Exercise brief:
Please repeat, from the entries that follow, the lines from the one containing "request to an" through the one containing "use std::sync::Arc;" exactly, adding nothing.

[Saved entries]
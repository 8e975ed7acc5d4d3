//! Call executor: exactly one physical HTTP exchange per invocation.
//!
//! [`CallExecutor`] resolves the bearer token, stamps the identifying
//! `User-Agent`, and hands a fully prepared request to an
//! [`HttpTransport`]. The transport is the only seam that touches the
//! network, which keeps the rest of the crate testable with canned
//! responses. No retries happen here.

use std::sync::Arc;
use std::time::Duration;

use async_trait::async_trait;
use reqwest::Method;
use tokio_util::sync::CancellationToken;
use url::Url;

use crate::error::{DurableHttpError, TransportError};
use crate::types::{DurableHttpRequest, DurableHttpResponse, HttpHeaders};

pub const AUTHORIZATION: &str = "Authorization";
pub const CONTENT_TYPE: &str = "Content-Type";
pub const USER_AGENT: &str = "User-Agent";

/// A request with every outbound header already computed.
#[derive(Debug, Clone, PartialEq, Eq)]
pub struct PreparedRequest {
    pub method: Method,
    pub uri: Url,
    pub headers: HttpHeaders,
    pub body: Option<String>,
}

/// Performs one physical HTTP exchange.
#[async_trait]
pub trait HttpTransport: Send + Sync {
    async fn send(&self, request: PreparedRequest) -> Result<DurableHttpResponse, TransportError>;
}

/// [`HttpTransport`] over a shared `reqwest::Client`.
#[derive(Debug, Clone)]
pub struct ReqwestTransport {
    client: reqwest::Client,
}

impl ReqwestTransport {
    /// Redirects are not followed: a 3xx is a terminal response here.
    pub fn new(request_timeout: Duration) -> Result<Self, TransportError> {
        let client = reqwest::Client::builder()
            .timeout(request_timeout)
            .redirect(reqwest::redirect::Policy::none())
            .build()
            .map_err(|e| TransportError::with_source("failed to build HTTP client", e))?;
        Ok(Self { client })
    }

    pub fn from_client(client: reqwest::Client) -> Self {
        Self { client }
    }
}

#[async_trait]
impl HttpTransport for ReqwestTransport {
    async fn send(&self, request: PreparedRequest) -> Result<DurableHttpResponse, TransportError> {
        let mut builder = self.client.request(request.method.clone(), request.uri.clone());
        for (name, values) in request.headers.iter() {
            for value in values {
                builder = builder.header(name, value);
            }
        }
        if let Some(body) = request.body {
            builder = builder.body(body);
        }

        let response = builder.send().await.map_err(|e| {
            TransportError::with_source(
                format!("{} {} failed", request.method, request.uri),
                e,
            )
        })?;

        let status_code = response.status().as_u16();
        let mut headers = HttpHeaders::new();
        for (name, value) in response.headers() {
            let value = String::from_utf8_lossy(value.as_bytes()).into_owned();
            headers.append(name.as_str(), value);
        }
        let content = response.text().await.map_err(|e| {
            TransportError::with_source(
                format!("failed to read response body from {}", request.uri),
                e,
            )
        })?;

        Ok(DurableHttpResponse {
            status_code,
            headers,
            content,
        })
    }
}

/// Resolves credentials and sends a [`DurableHttpRequest`] over a transport.
#[derive(Clone)]
pub struct CallExecutor {
    transport: Arc<dyn HttpTransport>,
    user_agent: String,
}

impl CallExecutor {
    pub fn new(transport: Arc<dyn HttpTransport>, user_agent: impl Into<String>) -> Self {
        Self {
            transport,
            user_agent: user_agent.into(),
        }
    }

    pub fn user_agent(&self) -> &str {
        &self.user_agent
    }

    /// Send one request. Token resolution and the exchange itself both stop
    /// early if `cancel` fires.
    pub async fn send(
        &self,
        request: &DurableHttpRequest,
        cancel: &CancellationToken,
    ) -> Result<DurableHttpResponse, DurableHttpError> {
        let token = match request.token_source() {
            Some(source) => {
                let token = tokio::select! {
                    biased;
                    _ = cancel.cancelled() => return Err(DurableHttpError::Cancelled),
                    token = source.get_token() => token,
                };
                match token {
                    Ok(token) => Some(token),
                    Err(e) => {
                        tracing::warn!(uri = %request.uri(), error = %e, "bearer token unavailable, call not attempted");
                        return Err(e.into());
                    }
                }
            }
            None => None,
        };

        let prepared = self.prepare(request, token.as_deref());
        tracing::info!(method = %prepared.method, uri = %prepared.uri, "sending durable http request");

        let response = tokio::select! {
            biased;
            _ = cancel.cancelled() => return Err(DurableHttpError::Cancelled),
            response = self.transport.send(prepared) => response?,
        };

        tracing::info!(
            method = %request.method(),
            uri = %request.uri(),
            status = response.status_code,
            "durable http response received"
        );
        Ok(response)
    }

    /// Compute the outbound headers for `request`. Never mutates the request.
    pub fn prepare(&self, request: &DurableHttpRequest, token: Option<&str>) -> PreparedRequest {
        let mut headers = request.headers().clone();
        if let Some(body) = request.body() {
            if !headers.contains(CONTENT_TYPE) {
                headers.insert(CONTENT_TYPE, body.content_type.clone());
            }
        }
        headers.insert(USER_AGENT, self.user_agent.clone());
        if let Some(token) = token {
            headers.insert(AUTHORIZATION, format!("Bearer {token}"));
        }

        PreparedRequest {
            method: request.method().clone(),
            uri: request.uri().clone(),
            headers,
            body: request.body().map(|b| b.content.clone()),
        }
    }
}

impl std::fmt::Debug for CallExecutor {
    fn fmt(&self, f: &mut std::fmt::Formatter<'_>) -> std::fmt::Result {
        f.debug_struct("CallExecutor")
            .field("user_agent", &self.user_agent)
            .finish_non_exhaustive()
    }
}

#[cfg(test)]
mod tests {
    use super::*;
    use crate::token::StaticTokenSource;
    use crate::types::RequestBody;

    fn executor() -> CallExecutor {
        let transport = ReqwestTransport::new(Duration::from_secs(5)).unwrap();
        CallExecutor::new(Arc::new(transport), "durable-http-tests/1.0")
    }

    #[test]
    fn prepare_sets_user_agent_and_bearer_token() {
        let request = DurableHttpRequest::get("https://example/op/1")
            .unwrap()
            .with_header("User-Agent", "caller-supplied");
        let prepared = executor().prepare(&request, Some("dummy test token"));

        assert_eq!(prepared.headers.get_all(USER_AGENT), ["durable-http-tests/1.0"]);
        assert_eq!(
            prepared.headers.get(AUTHORIZATION),
            Some("Bearer dummy test token")
        );
        assert!(request.headers().get(AUTHORIZATION).is_none());
    }

    #[test]
    fn prepare_derives_content_type_from_body() {
        let request = DurableHttpRequest::post("https://example/jobs")
            .unwrap()
            .with_body(RequestBody::json(r#"{"a":1}"#));
        let prepared = executor().prepare(&request, None);
        assert_eq!(prepared.headers.get(CONTENT_TYPE), Some("application/json"));
        assert_eq!(prepared.body.as_deref(), Some(r#"{"a":1}"#));
        assert!(!prepared.headers.contains(AUTHORIZATION));
    }

    #[test]
    fn explicit_content_type_header_wins() {
        let request = DurableHttpRequest::post("https://example/jobs")
            .unwrap()
            .with_header("content-type", "application/merge-patch+json")
            .with_body(RequestBody::json("{}"));
        let prepared = executor().prepare(&request, None);
        assert_eq!(
            prepared.headers.get_all(CONTENT_TYPE),
            ["application/merge-patch+json"]
        );
    }

    #[tokio::test]
    async fn cancelled_before_send_short_circuits() {
        let request = DurableHttpRequest::get("http://127.0.0.1:9/never")
            .unwrap()
            .with_token_source(Arc::new(StaticTokenSource::new("t")));
        let cancel = CancellationToken::new();
        cancel.cancel();
        let err = executor().send(&request, &cancel).await.unwrap_err();
        assert!(matches!(err, DurableHttpError::Cancelled));
    }
}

Your response:
//! `User-Agent`, and hands a fully prepared request to an
//! [`HttpTransport`]. The transport is the only seam that touches the
//! network, which keeps the rest of the crate testable with canned
//! responses. No retries happen here.

use std::sync::Arc;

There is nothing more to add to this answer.